Historic Moment: Pemain film “Crocodile Tears” janjikan cerita yang mudah dipahami
Pemain film “Crocodile Tears” janjikan cerita yang mudah dipahami
Di Jakarta, Yusuf Mahardika dan Zulfa Maharani, pemain film “Crocodile Tears,” menyatakan bahwa kisah yang mereka bawakan sangat relevan dengan pengalaman sehari-hari masyarakat.
“Saya yakin film ini sangat dekat dengan kehidupan banyak orang. Tidak hanya itu, film ini juga dirancang agar tidak membuat penonton merasa kewalahan. Sebaliknya, ceritanya sangat mudah dipahami,” ujar Zulfa saat mengunjungi Kantor Berita Antara di Jakarta pada hari Kamis.
Senada dengan Zulfa, Yusuf juga menegaskan bahwa narasi film ini menggambarkan hubungan keluarga yang sangat umum dijumpai di masyarakat Indonesia. “Mereka yang merasa memiliki pengalaman serupa akan merasa tidak sendirian,” tambah Yusuf.
Menurut Yusuf, film ini telah ditayangkan di Toronto, Kanada, untuk sesi pemutaran awal. Setelah acara tersebut, beberapa penonton mengungkapkan bahwa mereka merasa terhubung dengan cerita.
“Setelah pemutaran selesai, banyak yang berkata, ‘Ih, gue Johan banget, gue mama banget, gue Arumi banget.’ Mereka merasa terwakilkan oleh karakter-karakter di dalam film ini,” katanya.
Adapun film yang akan tayang mulai 7 Mei ini menceritakan tentang hubungan ibu-anak antara Marissa Anita (ibu) dan Yusuf (Johan), yang mulai mengalami gangguan ketika orang ketiga, Arumi (diperankan Zulfa), masuk ke dalam cerita.

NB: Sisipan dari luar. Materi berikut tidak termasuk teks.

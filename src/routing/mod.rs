//! Routing subsystem.
//!
//! # Data Flow
//! ```text
//! HttpRequestMessage (host, path)
//!     → RoutingFilter (inbound)
//!     → router.rs (route lookup, priority order)
//!     → matcher.rs (evaluate match conditions)
//!     → session.origin = route.origin | ORIGIN_NOT_FOUND
//!
//! Route Compilation (at startup):
//!     RouteConfig[]
//!     → Sort by priority
//!     → Compile matchers
//!     → Freeze as immutable RouteTable
//! ```
//!
//! # Design Decisions
//! - Routes compiled at startup, immutable at runtime
//! - No regex in hot path (prefix matching only)
//! - Deterministic: same input always matches same route
//! - First match wins (ordered by priority)

pub mod matcher;
pub mod router;

pub use router::{Route, RouteTable, RoutingFilter};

Yusuf menjelaskan bahwa kisah ini menyajikan konflik kompleks dalam hubungan antara ibu dan anak, yang penuh dengan cinta berlebihan dan tuntutan. Johan, yang tumbuh dalam lingkungan penuh kasih sayang dari ibunya sejak kecil, akhirnya dewasa dan bertemu dengan Arumi. “Johan menghadapi dilema antara cinta kepada Arumi dan kewajiban terhadap ibunya. Sejak kecil, ia merasa menjadi penjaga kehidupan keluarga, sehingga konflik terjadi antara pilihan cinta dan tanggung jawab,” tambah Yusuf.